Sexual Teachings of Theodoor Hendrik Van de Velde

About the author of Ideal Marriage Theodoor Hendrik Van de Velde, biography and history of his sexual teachings.

COLLEGE OF SEXUAL KNOWLEDGE

THEODOOR HENDRIK VAN DE VELDE (1873-1937), The Netherlands

At the age of 36, after 10 years of suffering through a childless, stultifying marriage, Theodoor van de Velde, a prosperous Dutch gynecologist, ran off with a patient, Martha Breitenstein-Hooglandt, a social butterfly who unfortunately was also married. It was a shocking thing for a man of Van de Velde's background to do; he had been raised in a stuffy family of burghers, the son of a respectable, upstanding military man, and he himself had achieved the directorship of the Haarlem Gynecological Clinic. In the resulting scandal, he fell into disgrace and lost his practice. He and Martha began a long exile, wandering through Europe until his wife finally granted him a divorce in 1913. Then the two lovers were free to marry. They moved to Switzerland, where they lived happily right up to Theodoor's death at the age of 64.

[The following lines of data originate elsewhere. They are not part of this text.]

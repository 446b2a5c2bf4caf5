//! Data model shared by every stage of the pipeline.

mod degradation_event;
mod feature_vector;
mod history_record;
mod knowledge_document;
mod knowledge_entry;
mod prediction_record;
mod ranked_class;

pub use degradation_event::DegradationEvent;
pub use feature_vector::FeatureVector;
pub use history_record::PredictionHistoryRecord;
pub use knowledge_document::{DocumentSection, SourceSummary};
pub use knowledge_entry::{KnowledgeEntry, MAX_PRECAUTIONS};
pub use prediction_record::PredictionRecord;
pub use ranked_class::RankedClass;
use serde::{Deserialize, Serialize};

use super::defaults;

/// Ranker configuration.
#[derive(Debug, Clone, Serialize, Deserialize)]
#[serde(default)]
pub struct RankingConfig {
    /// Maximum number of ranked classes returned per request.
    pub top_k: usize,
}

impl Default for RankingConfig {
    fn default() -> Self {
        Self {
            top_k: defaults::DEFAULT_TOP_K,
        }
    }
}
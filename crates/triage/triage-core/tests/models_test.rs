use proptest::prelude::*;

use triage_core::constants::{self, DEFAULT_SYMPTOM_SCHEMA};
use triage_core::models::*;

#[test]
fn feature_vector_starts_all_zero() {
    let v = FeatureVector::zeros(4);
    assert_eq!(v.len(), 4);
    assert!(v.is_all_zero());
    assert_eq!(v.as_slice(), &[0, 0, 0, 0]);
}

#[test]
fn feature_vector_set_is_idempotent_and_bounded() {
    let mut v = FeatureVector::zeros(3);
    v.set(1);
    v.set(1);
    v.set(99);
    assert_eq!(v.as_slice(), &[0, 1, 0]);
    assert_eq!(v.active_count(), 1);
    assert_eq!(v.active_indices(), vec![1]);
    assert_eq!(v.to_f32(), vec![0.0, 1.0, 0.0]);
}

#[test]
fn knowledge_entry_well_formedness() {
    let one = KnowledgeEntry::new("d", vec!["p".into()]);
    assert!(one.is_well_formed());

    let none = KnowledgeEntry::new("d", vec![]);
    assert!(!none.is_well_formed());

    let six = KnowledgeEntry::new("d", (0..6).map(|i| i.to_string()).collect());
    assert!(!six.is_well_formed());
}

#[test]
fn prediction_record_assembles_from_ranked_class() {
    let ranked = RankedClass {
        class_index: 2,
        label: "Malaria".into(),
        probability: 0.6,
        confidence: 60.0,
    };
    let entry = KnowledgeEntry::new("A mosquito-borne disease.", vec!["Use nets.".into()]);
    let record = PredictionRecord::assemble(&ranked, entry);
    assert_eq!(record.disease, "Malaria");
    assert_eq!(record.confidence, 60.0);
    assert_eq!(record.precautions, vec!["Use nets."]);
}

#[test]
fn prediction_record_serializes_with_expected_keys() {
    let record = PredictionRecord {
        disease: "Flu".into(),
        confidence: 12.5,
        description: "d".into(),
        precautions: vec!["p".into()],
    };
    let json = serde_json::to_value(&record).unwrap();
    assert_eq!(json["disease"], "Flu");
    assert_eq!(json["confidence"], 12.5);
    assert!(json["precautions"].is_array());
}

#[test]
fn builtin_schema_is_unique() {
    let mut seen = std::collections::HashSet::new();
    for s in DEFAULT_SYMPTOM_SCHEMA {
        assert!(seen.insert(s), "duplicate symptom {s}");
    }
    assert_eq!(seen.len(), 132);
}

#[test]
fn synthetic_description_mentions_label() {
    let d = constants::synthetic_description("Dengue");
    assert!(d.starts_with("Dengue "));
    assert!(d.contains("limited"));
}

proptest! {
    #[test]
    fn prop_feature_vector_is_binary(len in 0usize..64, sets in proptest::collection::vec(0usize..80, 0..20)) {
        let mut v = FeatureVector::zeros(len);
        for i in sets {
            v.set(i);
        }
        prop_assert_eq!(v.len(), len);
        prop_assert!(v.as_slice().iter().all(|&b| b == 0 || b == 1));
    }
}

Ideal Marriage, his marriage manual, was dedicated to Martha. Since its publication in 1926, it has sold more than a million copies in English alone. It was written, he said, for his patients, who were abysmally ignorant about sex. Today it is considered unsensational and oversentimental, but in its time it was judged to be risque. The Catholic Church placed it on its Index of forbidden books.

HIS TEACHINGS

Ideal Marriage focuses particular attention on the groom dealing with an inexperienced bride and on the married couple trying to keep their sex life alive. It stresses the mutuality of sexual experience.

Van de Velde describes normal sexual intercourse as "that intercourse which takes place between two sexually mature individuals of opposite sexes; which excludes cruelty and the use of artificial means of producing voluptuous sensations; which aims directly or indirectly at the consummation of sexual satisfaction, and which, having achieved a certain degree of stimulation, concludes with the ejaculation--or emission--of the semen into the vagina, at the nearly simultaneous culmination of sensation--or orgasm--of both partners."

In spite of that cautious description, Van de Velde advocated a few acts daring in that time; he believed, for instance, that oral sex was an acceptable form of foreplay. In suggesting cunnilingus, he said, "the husband must exercise the greatest gentleness, the most delicate reverence"; he also cautioned that the wife should not indulge in fellatio too early in the marriage. In addition, he recognized that women have multiple orgasms and suggested that unsatisfied wives masturbate after intercourse. His Sex Efficiency: Exercises for Women gave women sets of pelvic-muscle exercises intended to increase both their sensual enjoyment and that of their husbands.

Ideal Marriage contains some erroneous information--the distinction between the vaginal and clitoral orgasm, a belief that the penis could lock inside the vagina, and the idea that the vagina could be torn by overvigorous thrusts by the male in normal intercourse.

Van de Velde's information came from what his patients told him (he asked for separate reports from husbands and wives) and his observation of the female organs as patients masturbated to orgasm.